Morte Giuseppe Mastroeni, la Procura cerca nuovi indizi dall'analisi dei vestiti

Proseguono le indagini sulla tragica fine del cacciatore trovato cadavere sul monte Cavallo nel 2017. Il 30 marzo gli accertamenti irripetibili dopo l'istanza della famiglia per riaprire il caso

Resta aperto il caso relativo alla morte di Giuseppe Mastroeni, ritrovato cadavere nel 2017 sul monte Cavallo. Il prossimo 30 marzo verranno eseguiti accertamenti tecnici irripetibili sugli indumenti dell'uomo, repertati dagli inquirenti. La Procura ha disposto i nuovi rilievi dopo l'istanza per la riapertura delle indagini presentata dalla moglie dello sfortunato cacciatore Antonella Zuccarello. La donna, assistita dall'avvocato Alessandra Delrio, non è mai stata convinta dalla ricostruzione iniziale secondo la quale Mastroeni sarebbe rimasto deceduto in seguito alla caduta di un masso dal costone roccioso durante la battuta di caccia. 

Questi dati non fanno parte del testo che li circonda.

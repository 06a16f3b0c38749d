//! File-based conversion cache.
//!
//! Each converted advisory leaves a small JSON file holding a fingerprint of
//! its source data (GHSA `updatedAt`, CSAF tracking version, VuXML dates, the
//! DSA list block). On the next run a record whose fingerprint still matches
//! is reported as unchanged and not rewritten.
//!
//! # Cache Location
//!
//! - Linux: `~/.cache/osvconvert/`
//! - macOS: `~/Library/Caches/osvconvert/`
//! - Windows: `%LOCALAPPDATA%\osvconvert\`
//!
//! # Example
//!
//! ```no_run
//! use osvconvert::{Cache, SourceFormat};
//!
//! let cache = Cache::new();
//! let key = Cache::key(SourceFormat::Ghsa, "GHSA-xxxx-yyyy-zzzz");
//!
//! cache.set(&key, &"2024-03-01T00:00:00Z".to_string()).unwrap();
//! assert!(cache.is_unchanged(&key, "2024-03-01T00:00:00Z"));
//! ```

use anyhow::Result;
use serde::{de::DeserializeOwned, Serialize};
use std::fs;
use std::path::PathBuf;

use crate::normalize::SourceFormat;

/// A directory of JSON files, one per key.
#[derive(Debug, Clone)]
pub struct Cache {
    dir: PathBuf,
}

impl Cache {
    /// Creates a cache in the platform cache directory.
    pub fn new() -> Self {
        Self::with_dir(
            dirs::cache_dir()
                .unwrap_or_else(|| PathBuf::from(".cache"))
                .join("osvconvert"),
        )
    }

    /// Creates a cache rooted at `dir`.
    pub fn with_dir(dir: impl Into<PathBuf>) -> Self {
        Self { dir: dir.into() }
    }

    /// The key for one advisory of one source format.
    pub fn key(format: SourceFormat, advisory_id: &str) -> String {
        format!("{}_{}", format.as_str(), advisory_id)
    }

    fn ensure_dir(&self) -> Result<()> {
        if !self.dir.exists() {
            fs::create_dir_all(&self.dir)?;
        }
        Ok(())
    }

    /// Converts a cache key to a safe filename.
    fn cache_path(&self, key: &str) -> PathBuf {
        let safe_key: String = key
            .chars()
            .map(|c| {
                if c.is_alphanumeric() || c == '-' || c == '_' {
                    c
                } else {
                    '_'
                }
            })
            .collect();
        self.dir.join(format!("{}.json", safe_key))
    }

    /// Returns `None` if the key is absent or its file is unreadable.
    pub fn get<T: DeserializeOwned>(&self, key: &str) -> Option<T> {
        let content = fs::read_to_string(self.cache_path(key)).ok()?;
        serde_json::from_str(&content).ok()
    }

    /// Stores `value` under `key`.
    ///
    /// # Errors
    ///
    /// Returns an error if the cache directory cannot be created or the file
    /// cannot be written.
    pub fn set<T: Serialize>(&self, key: &str, value: &T) -> Result<()> {
        self.ensure_dir()?;
        let content = serde_json::to_string(value)?;
        fs::write(self.cache_path(key), content)?;
        Ok(())
    }

    /// True when the stored fingerprint for `key` equals `fingerprint`.
    pub fn is_unchanged(&self, key: &str, fingerprint: &str) -> bool {
        self.get::<String>(key)
            .is_some_and(|stored| stored == fingerprint)
    }

    /// Removes every cached entry.
    ///
    /// # Errors
    ///
    /// Returns an error if the cache directory cannot be read.
    pub fn clear(&self) -> Result<()> {
        if self.dir.exists() {
            for entry in fs::read_dir(&self.dir)?.flatten() {
                let path = entry.path();
                if path.extension().is_some_and(|e| e == "json") {
                    let _ = fs::remove_file(path);
                }
            }
        }
        Ok(())
    }
}

impl Default for Cache {
    fn default() -> Self {
        Self::new()
    }
}

#[cfg(test)]
mod tests {
    use super::*;

    #[test]
    fn test_key_includes_format() {
        assert_eq!(
            Cache::key(SourceFormat::RedHat, "RHSA-2024:5101"),
            "redhat_RHSA-2024:5101"
        );
    }

    #[test]
    fn test_set_get_round_trip() {
        let dir = tempfile::tempdir().unwrap();
        let cache = Cache::with_dir(dir.path().join("cache"));

        assert_eq!(cache.get::<String>("ghsa_GHSA-1"), None);
        cache.set("ghsa_GHSA-1", &"2024-01-01".to_string()).unwrap();
        assert_eq!(
            cache.get::<String>("ghsa_GHSA-1"),
            Some("2024-01-01".to_string())
        );
    }

    #[test]
    fn test_unsafe_key_characters_are_replaced() {
        let dir = tempfile::tempdir().unwrap();
        let cache = Cache::with_dir(dir.path());
        cache.set("redhat_RHSA-2024:5101", &"1".to_string()).unwrap();
        assert!(dir.path().join("redhat_RHSA-2024_5101.json").exists());
    }

    #[test]
    fn test_is_unchanged() {
        let dir = tempfile::tempdir().unwrap();
        let cache = Cache::with_dir(dir.path());
        let key = Cache::key(SourceFormat::Vuxml, "abc");

        assert!(!cache.is_unchanged(&key, "2024-05-01"));
        cache.set(&key, &"2024-05-01".to_string()).unwrap();
        assert!(cache.is_unchanged(&key, "2024-05-01"));
        assert!(!cache.is_unchanged(&key, "2024-05-02"));
    }

    #[test]
    fn test_clear() {
        let dir = tempfile::tempdir().unwrap();
        let cache = Cache::with_dir(dir.path());
        cache.set("a", &"1".to_string()).unwrap();
        cache.set("b", &"2".to_string()).unwrap();

        cache.clear().unwrap();
        assert_eq!(cache.get::<String>("a"), None);
        assert_eq!(cache.get::<String>("b"), None);
    }

    #[test]
    fn test_clear_missing_dir_is_ok() {
        let dir = tempfile::tempdir().unwrap();
        let cache = Cache::with_dir(dir.path().join("never-created"));
        assert!(cache.clear().is_ok());
    }
}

L'appello di Antonella: "Non credo all'incidente, ditemi come è morto mio marito"

Ma l'anno scorso un testimone chiave, davanti agli investigatori, ha scartato tale ipotesi, parlando di un litigio poi finito nel peggiore dei modi. A smontare la tesi del masso era stato anche l'ingegnere Rodolfo Urbani, documentando come quella roccia mancava già dal 5 agosto del 2016, ben oltre un anno prima della morte di Mastroeni.

Da qui riparte. Tra meno di due settimane verrà aggiunto un altro tassello cruciale con la perizia sui vestiti indossati quel giorno dal 52enne, già richiesta dalla famiglia nell'istanza per la riapertura delle indagini. Nei prossimi mesi si potrebbe giungere invece alla riesumazione della salma, step fondamentale per raccogliere ulteriori elementi utili a chiarire una volta per tutte cosa è avvenuto nei boschi di Mandanici quasi cinque anni fa.